Many colleges and universities in the United States maintain a financial endowment consisting of assets that are invested in financial securities, real estate, and other instruments. The investment yields a return that funds a portion of an institution's operational expenses while the principal exists in perpetuity. U.S. colleges and universities maintain some of the largest endowments in the world and make up the vast majority of higher education institutions with endowments greater than $1 billion.

The National Association of College and University Business Officers (NACUBO) maintains information on endowments at U.S. higher education institutions by fiscal year (FY). As of FY2024, the total endowment market value of U.S. institutions stood at $837.720 billion, with an average across all institutions of $1.322 billion and a median of $244.426 million.

There exists significant disparity in endowment income among US universities. One fifth of institutions own four fifths of the endowment wealth, while the bottom 20% of institutions own about 1%.

== Enhancements and levies ==
The tabulated data below are from NACUBO. Some universities benefit from endowments that are not under their direct control but which are nonetheless dedicated to the welfare of one or several institutions.
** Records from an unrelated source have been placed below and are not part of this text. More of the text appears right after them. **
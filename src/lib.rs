//! testpipeline: event-driven test orchestration.
//!
//! Given a library of test plans and test cases, an event describing why
//! testing is triggered and settings, this crate works out the exact set of
//! (test case, configuration) units to run, hands each unit to a workflow,
//! drives the workflows concurrently and forwards validated result updates
//! to report senders.
//!
//! # Architecture
//!
//! - **Event**: typed trigger resolved from JSON wire input ([`event`])
//! - **Configuration**: merge policies for plan and case configurations ([`configuration`])
//! - **CaseRunConfiguration**: the deduplicated unit of work ([`caserun`])
//! - **Result**: validated state/verdict pairs ([`result`])
//! - **Workflow**: execution back-ends and their assignment ([`workflow`])
//! - **Report**: notification sinks per test plan ([`report`])
//! - **TestRuns**: the orchestrator tying them together ([`testruns`])
//!
//! # Example
//!
//! ```no_run
//! use std::sync::Arc;
//! use testpipeline::event::{EventFactory, EventRegistry};
//! use testpipeline::library::StaticLibrary;
//! use testpipeline::report::{ReportSenderFactory, ReportSenderRegistry};
//! use testpipeline::settings::Settings;
//! use testpipeline::testruns::TestRuns;
//! use testpipeline::workflow::{WorkflowFactory, WorkflowRegistry};
//!
//! #[tokio::main]
//! async fn main() -> anyhow::Result<()> {
//!     let settings = Arc::new(Settings::load(std::path::Path::new("settings.toml"))?);
//!     let library = StaticLibrary::load(std::path::Path::new("library.toml"))?;
//!     let events = EventFactory::new(EventRegistry::new().register_generic("compose"));
//!     let event = events.make(&settings, r#"{"type": "compose.finished", "id": "C-1"}"#)?;
//!
//!     let mut testruns = TestRuns::new(
//!         &library,
//!         event,
//!         settings,
//!         &WorkflowFactory::new(WorkflowRegistry::with_builtins()),
//!         &ReportSenderFactory::new(ReportSenderRegistry::with_builtins()),
//!     )?;
//!     testruns.start().await;
//!     testruns.wait().await?;
//!     Ok(())
//! }
//! ```

pub mod caserun;
pub mod configuration;
pub mod error;
pub mod event;
pub mod library;
pub mod report;
pub mod result;
pub mod settings;
pub mod testruns;
pub mod workflow;

// Re-export commonly used types
pub use caserun::{CaseRunConfiguration, CaseRunConfigurationList, CaseRunSnapshot, CrcId};
pub use configuration::{Configuration, ConfigurationList, MergeMethod};
pub use error::{PipelineError, PipelineResult};
pub use event::{Event, EventData, EventFactory, EventRegistry};
pub use library::{Library, StaticLibrary, TestCase, TestPlan};
pub use report::{ReportSender, ReportSenderFactory, ReportSenderRegistry};
pub use result::{CaseResult, State, Verdict};
pub use settings::Settings;
pub use testruns::TestRuns;
pub use workflow::{Workflow, WorkflowFactory, WorkflowHandle, WorkflowRegistry};
//! Workflows: the execution strategies that run case-run-configurations.
//!
//! A [`Workflow`] is the back-end doing the actual work. Every instance is
//! wrapped in a [`WorkflowHandle`] which gives it an identity, tracks the
//! units it owns and drives it as one tokio task:
//!
//! ```text
//!   WorkflowFactory ──► WorkflowHandle ──claim──► units (workflow = handle)
//!                             │
//!   TestRuns::start() ────────┤ start(): spawn execute(units, ctx) once
//!                             │
//!                             │      ResultSink::report(unit, result)
//!                             │ ─────────────────────────────────► TestRuns::update()
//!                             │
//!   TestRuns::wait() ─────────┘ join(): await the task once
//! ```
//!
//! Workflows never touch the orchestrator's units directly. They work on
//! copies and send `unit.with_result(..)` through the [`ResultSink`]; the
//! orchestrator validates and forwards each update.
//!
//! # Cancellation
//!
//! [`WorkflowHandle::cancel`] records a canceled unit. Once every member of
//! the handle is canceled, the handle fires its [`CancellationToken`] and
//! calls [`Workflow::terminate`]. A grouped workflow therefore keeps running
//! while any of its units is still wanted.

pub mod builtin;
pub mod command;
pub mod factory;

use std::collections::BTreeSet;
use std::fmt;
use std::sync::atomic::{AtomicBool, Ordering};
use std::sync::{Arc, Mutex};

use async_trait::async_trait;
use tokio::sync::mpsc;
use tokio::task::JoinHandle;
use tokio_util::sync::CancellationToken;
use tracing::{debug, error, info};
use uuid::Uuid;

use crate::caserun::{CaseRunConfiguration, CrcId, lock};
use crate::error::PipelineResult;
use crate::event::Event;
use crate::result::CaseResult;
use crate::settings::Settings;

pub use factory::{Grouped, Isolated, WorkflowClass, WorkflowFactory, WorkflowRegistry};

/// Run-wide inputs available to workflows.
#[derive(Clone)]
pub struct RunContext {
    event: Arc<dyn Event>,
    settings: Arc<Settings>,
}

impl RunContext {
    pub fn new(event: Arc<dyn Event>, settings: Arc<Settings>) -> Self {
        Self { event, settings }
    }

    pub fn event(&self) -> &dyn Event {
        self.event.as_ref()
    }

    pub fn settings(&self) -> &Settings {
        &self.settings
    }
}

/// Channel through which workflows report result updates to the orchestrator.
#[derive(Clone)]
pub struct ResultSink {
    tx: mpsc::UnboundedSender<CaseRunConfiguration>,
}

impl ResultSink {
    pub fn new(tx: mpsc::UnboundedSender<CaseRunConfiguration>) -> Self {
        Self { tx }
    }

    /// Creates a sink together with the receiving end.
    pub fn channel() -> (Self, mpsc::UnboundedReceiver<CaseRunConfiguration>) {
        let (tx, rx) = mpsc::unbounded_channel();
        (Self { tx }, rx)
    }

    /// Reports `result` for `unit`.
    ///
    /// Returns `false` when the orchestrator is gone.
    pub fn report(&self, unit: &CaseRunConfiguration, result: CaseResult) -> bool {
        self.send(unit.with_result(result))
    }

    /// Sends an already updated copy of a unit.
    pub fn send(&self, unit: CaseRunConfiguration) -> bool {
        self.tx.send(unit).is_ok()
    }
}

/// Everything a running workflow instance gets from its handle.
#[derive(Clone)]
pub struct WorkflowContext {
    run: RunContext,
    sink: ResultSink,
    cancellation: CancellationToken,
}

impl WorkflowContext {
    pub fn event(&self) -> &dyn Event {
        self.run.event()
    }

    pub fn settings(&self) -> &Settings {
        self.run.settings()
    }

    /// Reports `result` for `unit`. See [`ResultSink::report`].
    pub fn report(&self, unit: &CaseRunConfiguration, result: CaseResult) -> bool {
        self.sink.report(unit, result)
    }

    /// Token fired when the whole workflow instance should stop.
    pub fn cancellation(&self) -> &CancellationToken {
        &self.cancellation
    }

    pub fn is_cancelled(&self) -> bool {
        self.cancellation.is_cancelled()
    }
}

/// An execution back-end for one or more case-run-configurations.
///
/// # Implementing a Workflow
///
/// ```no_run
/// use async_trait::async_trait;
/// use testpipeline::caserun::CaseRunConfiguration;
/// use testpipeline::result::{CaseResult, State, Verdict};
/// use testpipeline::workflow::{Workflow, WorkflowContext};
///
/// struct AlwaysPass;
///
/// #[async_trait]
/// impl Workflow for AlwaysPass {
///     async fn execute(
///         &self,
///         units: Vec<CaseRunConfiguration>,
///         ctx: WorkflowContext,
///     ) -> anyhow::Result<()> {
///         for unit in &units {
///             ctx.report(unit, CaseResult::finished(State::Complete, Verdict::Pass));
///         }
///         Ok(())
///     }
///
///     fn display_status(&self) -> String {
///         "always passing".to_string()
///     }
/// }
/// ```
#[async_trait]
pub trait Workflow: Send + Sync {
    /// Runs `units` to completion, reporting progress through `ctx`.
    ///
    /// Units left without a final result when this returns are forced to
    /// `DNF`/`ERROR` by the orchestrator.
    ///
    /// # Errors
    ///
    /// An error is logged; it does not abort the run.
    async fn execute(
        &self,
        units: Vec<CaseRunConfiguration>,
        ctx: WorkflowContext,
    ) -> anyhow::Result<()>;

    /// Called once every unit of the instance has been canceled.
    fn terminate(&self) {}

    /// Human-readable status line.
    fn display_status(&self) -> String;
}

struct HandleInner {
    id: Uuid,
    kind: String,
    workflow: Arc<dyn Workflow>,
    members: Mutex<BTreeSet<CrcId>>,
    canceled: Mutex<BTreeSet<CrcId>>,
    cancellation: CancellationToken,
    started: AtomicBool,
    task: Mutex<Option<JoinHandle<()>>>,
}

/// Shared handle identifying one workflow instance.
///
/// Clones refer to the same instance; [`same`](Self::same) compares identity.
#[derive(Clone)]
pub struct WorkflowHandle {
    inner: Arc<HandleInner>,
}

impl WorkflowHandle {
    /// Wraps `workflow`, registered under the workflow type `kind`.
    pub fn new(kind: impl Into<String>, workflow: Arc<dyn Workflow>) -> Self {
        Self {
            inner: Arc::new(HandleInner {
                id: Uuid::new_v4(),
                kind: kind.into(),
                workflow,
                members: Mutex::new(BTreeSet::new()),
                canceled: Mutex::new(BTreeSet::new()),
                cancellation: CancellationToken::new(),
                started: AtomicBool::new(false),
                task: Mutex::new(None),
            }),
        }
    }

    pub fn id(&self) -> Uuid {
        self.inner.id
    }

    pub fn workflow_type(&self) -> &str {
        &self.inner.kind
    }

    /// Ids of the units this instance handles.
    pub fn members(&self) -> BTreeSet<CrcId> {
        lock(&self.inner.members).clone()
    }

    pub fn same(&self, other: &WorkflowHandle) -> bool {
        Arc::ptr_eq(&self.inner, &other.inner)
    }

    /// Assigns this instance to every unit in `units`.
    ///
    /// # Errors
    ///
    /// Returns [`WorkflowReassigned`](crate::error::PipelineError::WorkflowReassigned)
    /// if a unit is already handled by another instance.
    pub fn claim(&self, units: &mut [&mut CaseRunConfiguration]) -> PipelineResult<()> {
        for unit in units.iter_mut() {
            unit.assign_workflow(self)?;
            lock(&self.inner.members).insert(unit.id().clone());
        }
        Ok(())
    }

    pub fn is_started(&self) -> bool {
        self.inner.started.load(Ordering::SeqCst)
    }

    /// Spawns the workflow task. Only the first call has an effect.
    ///
    /// Returns whether this call started the instance. Must be called from
    /// within a tokio runtime.
    pub fn start(&self, units: Vec<CaseRunConfiguration>, run: RunContext, sink: ResultSink) -> bool {
        if self.inner.started.swap(true, Ordering::SeqCst) {
            return false;
        }

        info!(
            "Starting {} workflow {} with {} unit(s)",
            self.inner.kind,
            self.inner.id,
            units.len()
        );
        let ctx = WorkflowContext {
            run,
            sink,
            cancellation: self.inner.cancellation.clone(),
        };
        let workflow = Arc::clone(&self.inner.workflow);
        let kind = self.inner.kind.clone();
        let id = self.inner.id;
        let task = tokio::spawn(async move {
            match workflow.execute(units, ctx).await {
                Ok(()) => debug!("{} workflow {} finished", kind, id),
                Err(e) => error!("{} workflow {} failed: {:#}", kind, id, e),
            }
        });
        *lock(&self.inner.task) = Some(task);
        true
    }

    /// Waits for the workflow task. Returns immediately if it was never
    /// started or has already been joined.
    pub async fn join(&self) {
        let task = lock(&self.inner.task).take();
        if let Some(task) = task
            && let Err(e) = task.await
        {
            error!("{} workflow {} panicked: {}", self.inner.kind, self.inner.id, e);
        }
    }

    /// Records that `unit` is no longer wanted.
    ///
    /// Returns `true` when this made every member canceled and the instance
    /// was terminated.
    pub fn cancel(&self, unit: &CrcId) -> bool {
        let all_canceled = {
            let mut canceled = lock(&self.inner.canceled);
            canceled.insert(unit.clone());
            lock(&self.inner.members).is_subset(&canceled)
        };
        if all_canceled {
            self.terminate();
        } else {
            debug!(
                "{} workflow {} keeps running for its remaining units",
                self.inner.kind, self.inner.id
            );
        }
        all_canceled
    }

    /// Stops the whole instance regardless of per-unit state.
    pub fn terminate(&self) {
        if self.inner.cancellation.is_cancelled() {
            return;
        }
        info!("Terminating {} workflow {}", self.inner.kind, self.inner.id);
        self.inner.cancellation.cancel();
        self.inner.workflow.terminate();
    }

    pub fn display_status(&self) -> String {
        self.inner.workflow.display_status()
    }
}

impl fmt::Debug for WorkflowHandle {
    fn fmt(&self, f: &mut fmt::Formatter<'_>) -> fmt::Result {
        f.debug_struct("WorkflowHandle")
            .field("id", &self.inner.id)
            .field("kind", &self.inner.kind)
            .finish()
    }
}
Examples of these foundations include The Duke Endowment, the Robert A. Welch Foundation, and the Roy J. Carver Charitable Trust.

===Taxes===
In 2017, a federal endowment tax was enacted in the Tax Cuts and Jobs Act of 2017 in the form of an excise tax of 1.4% on institutions that have at least 500 tuition-paying students and net assets of at least $500,000 per student. The $500,000 is not adjusted for inflation, so the threshold is effectively lowered over time. $244M in taxes was raised from 58 institutions in 2022.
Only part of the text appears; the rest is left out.